J’ai vu de l’intérieur qu’il est vrai que de stigmatiser un groupe peut provoquer une sorte de recroquevillement sur soi, une sorte d’adoption de l’identité et de l’étiquette qu’on lui colle, et finalement d’appropriation désespérée de cette étiquette pour la brandir avec fierté. C’est, notamment, en France que je suis devenue fière d’être « une Arabe », moi qui m’étais toujours vu comme une Québécoise et qui ne pensais à peu près jamais à mes racines tunisiennes.

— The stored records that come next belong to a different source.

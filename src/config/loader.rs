//! Configuration loading functionality.
//!
//! This module provides the [`ConfigLoader`] type for loading the payroll
//! report policy from a YAML file.

use std::fs;
use std::path::Path;

use tracing::debug;

use crate::error::{EngineError, EngineResult};

use super::types::{AggregationPolicy, ReportConfig, ReportSettings};

/// Upper bound for `rounding.decimal_places`; `Decimal` carries at most 28.
const MAX_DECIMAL_PLACES: u32 = 28;

/// Loads and provides access to the report configuration.
///
/// The `ConfigLoader` reads a single YAML policy file:
/// ```text
/// config/payroll.yaml
/// ├── eligibility   # window_days, min_pay_dates, count_rule_requires_recent
/// ├── tenure        # gap_days
/// ├── rounding      # decimal_places, strategy
/// └── report        # title
/// ```
///
/// # Example
///
/// ```no_run
/// use payroll_summary::config::ConfigLoader;
///
/// let loader = ConfigLoader::load("./config/payroll.yaml").unwrap();
/// println!("Window: {} days", loader.policy().window_days);
/// ```
#[derive(Debug, Clone, Default)]
pub struct ConfigLoader {
    config: ReportConfig,
}

impl ConfigLoader {
    /// Loads configuration from the specified YAML file.
    ///
    /// # Returns
    ///
    /// Returns a `ConfigLoader` instance on success, or an error if:
    /// - The file is missing
    /// - The file contains invalid YAML
    /// - A value is out of range (zero window, zero paycheck threshold,
    ///   too many decimal places)
    ///
    /// # Example
    ///
    /// ```no_run
    /// use payroll_summary::config::ConfigLoader;
    ///
    /// let loader = ConfigLoader::load("./config/payroll.yaml")?;
    /// # Ok::<(), payroll_summary::error::EngineError>(())
    /// ```
    pub fn load<P: AsRef<Path>>(path: P) -> EngineResult<Self> {
        let path = path.as_ref();
        let path_str = path.display().to_string();

        let content = fs::read_to_string(path).map_err(|_| EngineError::ConfigNotFound {
            path: path_str.clone(),
        })?;

        let loader = Self::from_yaml_str(&content).map_err(|err| match err {
            EngineError::ConfigParseError { message, .. } => EngineError::ConfigParseError {
                path: path_str.clone(),
                message,
            },
            other => other,
        })?;

        debug!(path = %path_str, "Loaded report configuration");
        Ok(loader)
    }

    /// Parses configuration from YAML text.
    pub fn from_yaml_str(content: &str) -> EngineResult<Self> {
        let config: ReportConfig =
            serde_yaml::from_str(content).map_err(|e| EngineError::ConfigParseError {
                path: "<inline>".to_string(),
                message: e.to_string(),
            })?;
        Self::from_config(config)
    }

    /// Wraps an already-built configuration after validating it.
    pub fn from_config(config: ReportConfig) -> EngineResult<Self> {
        Self::validate(&config)?;
        Ok(Self { config })
    }

    fn validate(config: &ReportConfig) -> EngineResult<()> {
        let invalid = |message: &str| EngineError::ConfigParseError {
            path: "<inline>".to_string(),
            message: message.to_string(),
        };

        if config.eligibility.window_days == 0 {
            return Err(invalid("eligibility.window_days must be greater than zero"));
        }
        if config.eligibility.min_pay_dates == 0 {
            return Err(invalid("eligibility.min_pay_dates must be greater than zero"));
        }
        if config.rounding.decimal_places > MAX_DECIMAL_PLACES {
            return Err(invalid("rounding.decimal_places must be at most 28"));
        }
        Ok(())
    }

    /// Returns the underlying configuration.
    pub fn config(&self) -> &ReportConfig {
        &self.config
    }

    /// Returns the aggregation policy.
    pub fn policy(&self) -> AggregationPolicy {
        self.config.policy()
    }

    /// Returns the HTML report settings.
    pub fn report_settings(&self) -> &ReportSettings {
        &self.config.report
    }
}

#[cfg(test)]
mod tests {
    use super::*;
    use crate::config::RoundingStrategy;
    use std::io::Write;

    fn write_config(content: &str) -> tempfile::NamedTempFile {
        let mut file = tempfile::NamedTempFile::new().unwrap();
        file.write_all(content.as_bytes()).unwrap();
        file
    }

    #[test]
    fn test_load_shipped_config() {
        let loader = ConfigLoader::load("./config/payroll.yaml").unwrap();
        assert_eq!(loader.policy(), AggregationPolicy::default());
        assert_eq!(loader.report_settings().title, "Employee Data");
    }

    #[test]
    fn test_load_custom_values() {
        let file = write_config(
            r#"
eligibility:
  window_days: 90
  min_pay_dates: 12
  count_rule_requires_recent: true
tenure:
  gap_days: 180
rounding:
  decimal_places: 1
  strategy: half_even
report:
  title: Store Payroll
"#,
        );

        let loader = ConfigLoader::load(file.path()).unwrap();
        let policy = loader.policy();
        assert_eq!(policy.window_days, 90);
        assert_eq!(policy.min_pay_dates, 12);
        assert!(policy.count_rule_requires_recent);
        assert_eq!(policy.tenure_gap_days, 180);
        assert_eq!(policy.decimal_places, 1);
        assert_eq!(policy.rounding, RoundingStrategy::HalfEven);
        assert_eq!(loader.report_settings().title, "Store Payroll");
    }

    #[test]
    fn test_missing_file_returns_config_not_found() {
        let result = ConfigLoader::load("./nonexistent/payroll.yaml");
        assert!(matches!(result, Err(EngineError::ConfigNotFound { .. })));
    }

    #[test]
    fn test_invalid_yaml_reports_file_path() {
        let file = write_config("eligibility: [unclosed");
        let err = ConfigLoader::load(file.path()).unwrap_err();
        match err {
            EngineError::ConfigParseError { path, .. } => {
                assert_eq!(path, file.path().display().to_string());
            }
            other => panic!("expected ConfigParseError, got {:?}", other),
        }
    }

    #[test]
    fn test_zero_window_is_rejected() {
        let result = ConfigLoader::from_yaml_str("eligibility:\n  window_days: 0\n  min_pay_dates: 26\n");
        assert!(matches!(result, Err(EngineError::ConfigParseError { .. })));
    }

    #[test]
    fn test_zero_min_pay_dates_is_rejected() {
        let result = ConfigLoader::from_yaml_str("eligibility:\n  window_days: 365\n  min_pay_dates: 0\n");
        assert!(matches!(result, Err(EngineError::ConfigParseError { .. })));
    }

    #[test]
    fn test_empty_mapping_uses_defaults() {
        let loader = ConfigLoader::from_yaml_str("{}").unwrap();
        assert_eq!(loader.policy(), AggregationPolicy::default());
    }
}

Pour ça je remercie le racisme ambiant, tout en m’en inquiétant, et en en souffrant.

J’ai vu que les propos d’Edwy Plenel, selon lesquels le plus fort des moteurs d’intégration d’un immigré était l’engagement politique et social, étaient on ne peut plus justes. L’engagement est désormais fiché en moi, il le restera lorsque je serai de retour au Québec, lié à un nouveau pan de mon identité, car une part de moi est désormais française et le restera toujours – n’en déplaise à la Préfecture !

J’ai vu que j’avais peur de rentrer au Québec porteuse de tout ça, porteuse d’avoir vu ce que j’ai vu ; peur du choc que cela entraînera, et peur que derrière la douceur de vivre dont je ne suis pas certaine que tous là-bas prennent bien la mesure (il faut l’avoir quittée pour s’en rendre vraiment compte), se pointe la déception la plus amère.

J’ai vu que si je vois qu’au Québec on reproduit les gesticulations politiciennes et manipulations dangereuses que nous voyons mener la France au bout du gouffre, je serai intraitable, que je m’engueulerai avec des gens – qu’en cela on dira peut-être que je suis devenue «une Française» car ici j’ai appris la passion du débat, selon une tradition dont on me dit qu’elle me manquera à mon retour en terre natale, où elle est peu goûtée, et parfois perçue comme une forme de violence.

J’ai vu que peut-être, je serai étrangère chez moi désormais, étrangère partout.

J’ai vu tout ça dans l’antichambre qu’est devenue ma vie ces jours-ci, pas encore partie, pas encore rentrée, comptant les jours. J’ai vu tout ça et j’essaie de me dire : « Calme-toi, paniquer ne servira à rien. Rentre, et tu verras bien. »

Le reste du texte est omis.